Top of PROVIDED RECORDS

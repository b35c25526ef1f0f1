//! pgen-core: the value layer and persistent collections shared by every
//! other crate in the workspace.
//!
//! Mirrors the role of the teacher's `seq-core` crate (a clean foundation
//! shared across multiple stack-based languages) but the payload is
//! different: instead of a 40-byte FFI-friendly `StackValue` meant for
//! LLVM interop, [`Value`] is a plain tagged enum (see `DESIGN.md` for why
//! we departed from the teacher's C-ABI stack layout here) carrying either
//! an immediate or a persistent, structurally-shared collection.
//!
//! # Modules
//!
//! - `error`: core-layer error type (struct arity mismatches, bad klass
//!   references).
//! - `interner`: append-only string-literal table.
//! - `klass`: runtime klass registry for user-defined struct types.
//! - `value`: the `Value` enum, truth/equality/hash.
//! - `vector`: persistent 32-way trie vector (`Array`/`ArraySlice`).
//! - `hamt`: persistent HAMT map.
//! - `strdict`: persistent HAT-trie-style string-keyed dict.
//! - `cons`: cons list.
//! - `arena`: bump allocation for AST nodes and compiler work stacks.
//! - `node`: arena-allocated AST node shapes (syntax/token/cons/wrapper).
//! - `memcheck`: opt-in leak tracking for deterministic tests.
//! - `builtins`: shared name/id table for the built-in callback-action
//!   catalogue, so `pgen-grammar`'s compiler and `pgen-runtime`'s host
//!   impl agree without depending on each other.

pub mod arena;
pub mod builtins;
pub mod cons;
pub mod error;
pub mod hamt;
pub mod hasher;
pub mod interner;
pub mod klass;
pub mod memcheck;
pub mod node;
pub mod strdict;
pub mod value;
pub mod vector;

pub use arena::Arena;
pub use builtins::{builtin_id, builtin_name};
pub use cons::ConsList;
pub use error::CoreError;
pub use hamt::PersistentMap;
pub use hasher::{hash_bytes, KeyHasher};
pub use interner::StrInterner;
pub use klass::{KlassDef, KlassId, KlassRegistry, StructInstance};
pub use memcheck::{Generation, LeakTracker};
pub use node::{AstArena, AstNode, ClassId, NodeClassTable, NodeRef, SourceLoc};
pub use strdict::StringDict;
pub use value::{Token, Value};
pub use vector::Vector;
//! Klass registry: runtime type descriptors for user-defined struct klasses.
//!
//! `spec.md` §3 describes a generic klass registry dispatching retain,
//! release, `eq` and `hash` through per-klass function slots, because the
//! source language (C) has no built-in sum type. In Rust the built-in
//! shapes (array, map, dict, cons, token, box) are just [`crate::Value`]
//! variants with inherent `eq`/`hash` impls — see Design Notes §9,
//! "Tagged pointers → typed sum". What's left for a runtime registry is
//! exactly the part no enum variant can express ahead of time: klass ids
//! for the open-ended set of `struct Name(field, ...)` declarations a
//! grammar spec can introduce.

use crate::error::CoreError;
use std::cell::RefCell;
use std::collections::HashMap;
use std::fmt;
use std::rc::Rc;

pub type KlassId = u32;

/// Reserved klass ids, matching the fixed list in `spec.md` §3. Struct
/// klasses a grammar declares are allocated starting at [`FIRST_USER_KLASS`].
pub mod reserved {
    use super::KlassId;

    pub const NIL: KlassId = 1;
    pub const BOOL: KlassId = 2;
    pub const INT: KlassId = 3;
    pub const DOUBLE: KlassId = 4;
    pub const STRING: KlassId = 5;
    pub const METHOD: KlassId = 6;
    pub const LAMBDA: KlassId = 7;
    pub const KLASS: KlassId = 8;
    pub const ARRAY_NODE: KlassId = 9;
    pub const ARRAY: KlassId = 10;
    pub const MAP_NODE: KlassId = 11;
    pub const MAP_COLA: KlassId = 12;
    pub const MAP: KlassId = 13;
    pub const DICT_MAP: KlassId = 14;
    pub const DICT_BUCKET: KlassId = 15;
    pub const DICT: KlassId = 16;
    pub const CONS: KlassId = 17;
    pub const TOKEN: KlassId = 18;
    pub const BOX: KlassId = 19;
}

pub const FIRST_USER_KLASS: KlassId = 64;

/// A struct klass declared by `struct Name(field1, field2, ...)`.
#[derive(Debug, Clone)]
pub struct KlassDef {
    pub id: KlassId,
    pub name: Rc<str>,
    pub parent: Option<KlassId>,
    /// Ordered field names, for positional get/set.
    pub fields: Vec<Rc<str>>,
}

impl KlassDef {
    pub fn field_count(&self) -> usize {
        self.fields.len()
    }

    pub fn field_index(&self, name: &str) -> Option<usize> {
        self.fields.iter().position(|f| &**f == name)
    }
}

#[derive(Debug, Default)]
struct Inner {
    next_id: KlassId,
    by_id: HashMap<KlassId, KlassDef>,
    by_name: HashMap<String, KlassId>,
}

/// Registry of user-defined struct klasses for one compiled grammar.
/// Append-only after grammar compilation (mirrors the interner's
/// single-writer-then-shared lifecycle, §5).
#[derive(Debug, Clone)]
pub struct KlassRegistry {
    inner: Rc<RefCell<Inner>>,
}

impl Default for KlassRegistry {
    fn default() -> Self {
        KlassRegistry {
            inner: Rc::new(RefCell::new(Inner {
                next_id: FIRST_USER_KLASS,
                by_id: HashMap::new(),
                by_name: HashMap::new(),
            })),
        }
    }
}

impl KlassRegistry {
    pub fn new() -> Self {
        KlassRegistry::default()
    }

    /// Define a new struct klass. Errors if the name is already taken by
    /// a differently-shaped struct (re-declaring with the exact same
    /// field list is idempotent, matching `klass_ensure` semantics in
    /// `spec.md` §4.1).
    pub fn define_struct(
        &self,
        name: &str,
        fields: Vec<Rc<str>>,
    ) -> Result<KlassId, CoreError> {
        let mut inner = self.inner.borrow_mut();
        if let Some(&id) = inner.by_name.get(name) {
            let existing = inner.by_id.get(&id).expect("by_name/by_id out of sync");
            if existing.fields == fields {
                return Ok(id);
            }
            return Err(CoreError::DuplicateKlass(name.to_string()));
        }
        let id = inner.next_id;
        inner.next_id += 1;
        inner.by_id.insert(
            id,
            KlassDef {
                id,
                name: Rc::from(name),
                parent: None,
                fields,
            },
        );
        inner.by_name.insert(name.to_string(), id);
        Ok(id)
    }

    pub fn find(&self, name: &str) -> Option<KlassId> {
        self.inner.borrow().by_name.get(name).copied()
    }

    pub fn get(&self, id: KlassId) -> Option<KlassDef> {
        self.inner.borrow().by_id.get(&id).cloned()
    }
}

/// A user struct instance: a klass tag plus its ordered fields.
///
/// Fields live behind a `RefCell` because the callback VM constructs a
/// struct incrementally (`NODE_BEG` → repeated `NODE_SET`/`NODE_SETV` →
/// `NODE_END`) before the instance is handed off as an immutable `Value`.
/// Once construction completes nothing mutates it again; we don't bother
/// with a separate "frozen" wrapper type for that discipline, it is
/// enforced by the callback VM, not by the type system.
pub struct StructInstance {
    pub klass: KlassId,
    pub fields: RefCell<Vec<crate::value::Value>>,
}

impl StructInstance {
    pub fn new(klass: KlassId, arity: usize) -> Self {
        StructInstance {
            klass,
            fields: RefCell::new(vec![crate::value::Value::Undef; arity]),
        }
    }

    pub fn get(&self, index: usize) -> Option<crate::value::Value> {
        self.fields.borrow().get(index).cloned()
    }

    pub fn set(&self, index: usize, v: crate::value::Value) {
        self.fields.borrow_mut()[index] = v;
    }

    pub fn len(&self) -> usize {
        self.fields.borrow().len()
    }

    pub fn is_empty(&self) -> bool {
        self.len() == 0
    }
}

impl fmt::Debug for StructInstance {
    fn fmt(&self, f: &mut fmt::Formatter<'_>) -> fmt::Result {
        f.debug_struct("StructInstance")
            .field("klass", &self.klass)
            .field("fields", &self.fields.borrow())
            .finish()
    }
}

impl PartialEq for StructInstance {
    fn eq(&self, other: &Self) -> bool {
        self.klass == other.klass && *self.fields.borrow() == *other.fields.borrow()
    }
}

#[cfg(test)]
mod tests {
    use super::*;

    #[test]
    fn define_struct_allocates_above_reserved_range() {
        let reg = KlassRegistry::new();
        let id = reg.define_struct("Pair", vec![Rc::from("first"), Rc::from("second")]).unwrap();
        assert!(id >= FIRST_USER_KLASS);
    }

    #[test]
    fn redeclaring_same_shape_is_idempotent() {
        let reg = KlassRegistry::new();
        let a = reg
            .define_struct("Pair", vec![Rc::from("first"), Rc::from("second")])
            .unwrap();
        let b = reg
            .define_struct("Pair", vec![Rc::from("first"), Rc::from("second")])
            .unwrap();
        assert_eq!(a, b);
    }

    #[test]
    fn redeclaring_different_shape_errors() {
        let reg = KlassRegistry::new();
        reg.define_struct("Pair", vec![Rc::from("first"), Rc::from("second")])
            .unwrap();
        let err = reg.define_struct("Pair", vec![Rc::from("only")]);
        assert!(err.is_err());
    }

    #[test]
    fn struct_instance_get_set() {
        let inst = StructInstance::new(FIRST_USER_KLASS, 2);
        inst.set(0, crate::value::Value::Int(1));
        inst.set(1, crate::value::Value::Int(2));
        assert_eq!(inst.get(0), Some(crate::value::Value::Int(1)));
        assert_eq!(inst.get(1), Some(crate::value::Value::Int(2)));
    }
}
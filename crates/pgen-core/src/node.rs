//! Arena-allocated AST node shapes (`spec.md` §3 "AST nodes (C3)").
//!
//! Four physical shapes, all allocated out of one [`AstArena`] and
//! identified by a `(context, type)` pair via [`ClassId`]:
//!
//! - [`SyntaxNode`]: fixed-arity `(class, attrs[n])` record.
//! - [`TokenNode`]: `(class, loc, value)`.
//! - [`ConsNode`]: `(head, tail)`, for sequence-valued attrs.
//! - [`WrapperNode`]: `(class, val)`, promoting any `Value` into the node
//!   domain without boxing.
//!
//! Unlike the source, nodes here are built with all attrs known at
//! construction (immutable once allocated) rather than incrementally
//! mutated in place — the grammar-spec parser (`pgen-grammar`) builds
//! each node bottom-up in one pass, so there's no need for the
//! `NODE_BEG`/`NODE_SET`/`NODE_END` incremental-fill discipline that the
//! *callback* bytecode (`pgen-callback`) uses for values it is assembling
//! against a live token stream.

use crate::value::Value;
use bumpalo::Bump;
use std::cell::RefCell;
use std::collections::HashMap;
use std::rc::Rc;

/// Identifies a `(context, type)` node class, e.g. `(Lex, LexRule)`.
#[derive(Debug, Clone, Copy, PartialEq, Eq, Hash)]
pub struct ClassId(pub u32);

#[derive(Debug, Clone)]
pub struct NodeClass {
    pub context_name: Rc<str>,
    pub type_name: Rc<str>,
    pub attr_count: usize,
}

/// Registry mapping `(context, type)` names to a stable [`ClassId`].
#[derive(Debug, Default)]
pub struct NodeClassTable {
    classes: RefCell<Vec<NodeClass>>,
    by_name: RefCell<HashMap<(String, String), ClassId>>,
}

impl NodeClassTable {
    pub fn new() -> Self {
        Self::default()
    }

    pub fn ensure(&self, context_name: &str, type_name: &str, attr_count: usize) -> ClassId {
        let key = (context_name.to_string(), type_name.to_string());
        if let Some(&id) = self.by_name.borrow().get(&key) {
            return id;
        }
        let mut classes = self.classes.borrow_mut();
        let id = ClassId(classes.len() as u32);
        classes.push(NodeClass {
            context_name: Rc::from(context_name),
            type_name: Rc::from(type_name),
            attr_count,
        });
        self.by_name.borrow_mut().insert(key, id);
        id
    }

    pub fn get(&self, id: ClassId) -> NodeClass {
        self.classes.borrow()[id.0 as usize].clone()
    }
}

#[derive(Debug, Clone, Copy, PartialEq)]
pub struct SourceLoc {
    pub byte_pos: usize,
    pub byte_size: usize,
    pub line: u32,
    pub col: u32,
}

pub type NodeRef<'a> = &'a AstNode<'a>;

#[derive(Debug)]
pub struct SyntaxNode<'a> {
    pub class: ClassId,
    pub attrs: Vec<NodeRef<'a>>,
}

#[derive(Debug)]
pub struct TokenNode {
    pub loc: SourceLoc,
    pub value: Value,
}

#[derive(Debug)]
pub struct ConsNode<'a> {
    pub head: NodeRef<'a>,
    pub tail: NodeRef<'a>,
}

#[derive(Debug)]
pub struct WrapperNode {
    pub val: Value,
}

#[derive(Debug)]
pub enum AstNode<'a> {
    Syntax(SyntaxNode<'a>),
    Token(TokenNode),
    Cons(ConsNode<'a>),
    Wrapper(WrapperNode),
}

impl<'a> AstNode<'a> {
    pub fn as_syntax(&self) -> Option<&SyntaxNode<'a>> {
        match self {
            AstNode::Syntax(s) => Some(s),
            _ => None,
        }
    }

    pub fn as_token(&self) -> Option<&TokenNode> {
        match self {
            AstNode::Token(t) => Some(t),
            _ => None,
        }
    }

    pub fn as_cons(&self) -> Option<&ConsNode<'a>> {
        match self {
            AstNode::Cons(c) => Some(c),
            _ => None,
        }
    }

    pub fn is_nil(&self) -> bool {
        matches!(self, AstNode::Wrapper(WrapperNode { val: Value::Nil }))
    }

    /// Walk a cons-spine node into a `Vec` of its elements. Non-cons,
    /// non-nil nodes are returned as a single-element vec.
    pub fn cons_to_vec(&'a self) -> Vec<NodeRef<'a>> {
        let mut out = Vec::new();
        let mut cur = self;
        loop {
            match cur {
                AstNode::Wrapper(WrapperNode { val: Value::Nil }) => break,
                AstNode::Cons(ConsNode { head, tail }) => {
                    out.push(*head);
                    cur = tail;
                }
                other => {
                    out.push(other);
                    break;
                }
            }
        }
        out
    }
}

/// Bump arena for AST nodes. One per parse/compile.
pub struct AstArena {
    bump: Bump,
}

impl AstArena {
    pub fn new() -> Self {
        AstArena { bump: Bump::new() }
    }

    pub fn syntax<'a>(&'a self, class: ClassId, attrs: Vec<NodeRef<'a>>) -> NodeRef<'a> {
        self.bump.alloc(AstNode::Syntax(SyntaxNode { class, attrs }))
    }

    pub fn token<'a>(&'a self, loc: SourceLoc, value: Value) -> NodeRef<'a> {
        self.bump.alloc(AstNode::Token(TokenNode { loc, value }))
    }

    pub fn cons<'a>(&'a self, head: NodeRef<'a>, tail: NodeRef<'a>) -> NodeRef<'a> {
        self.bump.alloc(AstNode::Cons(ConsNode { head, tail }))
    }

    pub fn wrapper<'a>(&'a self, val: Value) -> NodeRef<'a> {
        self.bump.alloc(AstNode::Wrapper(WrapperNode { val }))
    }

    pub fn nil<'a>(&'a self) -> NodeRef<'a> {
        self.wrapper(Value::Nil)
    }

    /// Build a cons-spine from a `Vec`, nil-terminated.
    pub fn list<'a>(&'a self, items: Vec<NodeRef<'a>>) -> NodeRef<'a> {
        let mut tail = self.nil();
        for item in items.into_iter().rev() {
            tail = self.cons(item, tail);
        }
        tail
    }
}

impl Default for AstArena {
    fn default() -> Self {
        AstArena::new()
    }
}

#[cfg(test)]
mod tests {
    use super::*;

    #[test]
    fn class_table_assigns_stable_ids() {
        let table = NodeClassTable::new();
        let a = table.ensure("Lex", "LexRule", 2);
        let b = table.ensure("Lex", "LexRule", 2);
        assert_eq!(a, b);
        let c = table.ensure("Peg", "PegRule", 3);
        assert_ne!(a, c);
    }

    #[test]
    fn syntax_node_holds_fixed_attrs() {
        let arena = AstArena::new();
        let table = NodeClassTable::new();
        let class = table.ensure("Main", "VarDecl", 1);
        let name = arena.wrapper(Value::StrLit(0));
        let node = arena.syntax(class, vec![name]);
        let syn = node.as_syntax().unwrap();
        assert_eq!(syn.attrs.len(), 1);
    }

    #[test]
    fn cons_to_vec_walks_spine() {
        let arena = AstArena::new();
        let items = vec![
            arena.wrapper(Value::Int(1)),
            arena.wrapper(Value::Int(2)),
            arena.wrapper(Value::Int(3)),
        ];
        let list = arena.list(items);
        assert_eq!(list.cons_to_vec().len(), 3);
    }

    #[test]
    fn nil_list_is_empty() {
        let arena = AstArena::new();
        let list = arena.list(vec![]);
        assert!(list.is_nil());
        assert_eq!(list.cons_to_vec().len(), 0);
    }
}
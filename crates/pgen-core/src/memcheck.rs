//! Optional leak-tracking instrumentation for tests (`spec.md` §4.1
//! "Memory-check mode").
//!
//! The source's memory-check mode tags every heap allocation with a
//! generation counter and walks live objects at shutdown to report
//! anything outliving its expected scope. Under `Rc`+`Drop` there is no
//! equivalent use-after-free or double-free class to catch — the borrow
//! checker and automatic drop glue already rule those out — so this
//! module keeps only what's still useful in Rust: a scoped counter tests
//! can use to assert that everything allocated under a tag was also
//! freed by the time a scope ends, which catches `Rc` cycles and
//! "forgot to drop a clone" bugs that `Drop` alone won't surface.

use std::cell::RefCell;
use std::collections::HashMap;
use std::rc::Rc;

/// A monotonically increasing tag distinguishing one tracked scope from
/// the next (`original_source`'s per-run generation epoch).
#[derive(Debug, Clone, Copy, PartialEq, Eq, PartialOrd, Ord, Hash)]
pub struct Generation(pub u64);

#[derive(Default)]
struct Counts {
    live: HashMap<&'static str, i64>,
}

/// Tracks live-allocation counts per named kind, scoped to one
/// [`Generation`]. Not thread-safe; intended for single-threaded test use.
#[derive(Clone)]
pub struct LeakTracker {
    generation: Generation,
    counts: Rc<RefCell<Counts>>,
}

impl LeakTracker {
    pub fn new(generation: Generation) -> Self {
        LeakTracker {
            generation,
            counts: Rc::new(RefCell::new(Counts::default())),
        }
    }

    pub fn generation(&self) -> Generation {
        self.generation
    }

    /// Record an allocation of `kind`, returning a guard that records the
    /// matching free on drop.
    pub fn track(&self, kind: &'static str) -> LeakGuard {
        *self.counts.borrow_mut().live.entry(kind).or_insert(0) += 1;
        LeakGuard {
            kind,
            counts: self.counts.clone(),
        }
    }

    /// Kinds with a nonzero live count, paired with that count.
    pub fn outstanding(&self) -> Vec<(&'static str, i64)> {
        self.counts
            .borrow()
            .live
            .iter()
            .filter(|&(_, &n)| n != 0)
            .map(|(&k, &n)| (k, n))
            .collect()
    }

    pub fn is_balanced(&self) -> bool {
        self.outstanding().is_empty()
    }

    /// Panics naming every kind with a nonzero live count. Call at the end
    /// of a test scope in place of the source's shutdown leak report.
    pub fn assert_balanced(&self) {
        let outstanding = self.outstanding();
        assert!(
            outstanding.is_empty(),
            "generation {:?} leaked: {:?}",
            self.generation,
            outstanding
        );
    }
}

/// Decrements its kind's live count when dropped.
pub struct LeakGuard {
    kind: &'static str,
    counts: Rc<RefCell<Counts>>,
}

impl Drop for LeakGuard {
    fn drop(&mut self) {
        if let Some(n) = self.counts.borrow_mut().live.get_mut(self.kind) {
            *n -= 1;
        }
    }
}

#[cfg(test)]
mod tests {
    use super::*;

    #[test]
    fn balanced_scope_reports_nothing_outstanding() {
        let tracker = LeakTracker::new(Generation(1));
        {
            let _a = tracker.track("node");
            let _b = tracker.track("node");
        }
        assert!(tracker.is_balanced());
        tracker.assert_balanced();
    }

    #[test]
    fn unreleased_guard_shows_up_as_outstanding() {
        let tracker = LeakTracker::new(Generation(2));
        let guard = tracker.track("struct_instance");
        assert_eq!(tracker.outstanding(), vec![("struct_instance", 1)]);
        drop(guard);
        assert!(tracker.is_balanced());
    }

    #[test]
    #[should_panic(expected = "leaked")]
    fn assert_balanced_panics_on_leak() {
        let tracker = LeakTracker::new(Generation(3));
        let _guard = tracker.track("value");
        tracker.assert_balanced();
    }
}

Bottom of PROVIDED RECORDS

Apply a filter for "layer" to the entries and show each line that passes.

--- YOUR SOLUTION ---
//! pgen-core: the value layer and persistent collections shared by every
//! - `error`: core-layer error type (struct arity mismatches, bad klass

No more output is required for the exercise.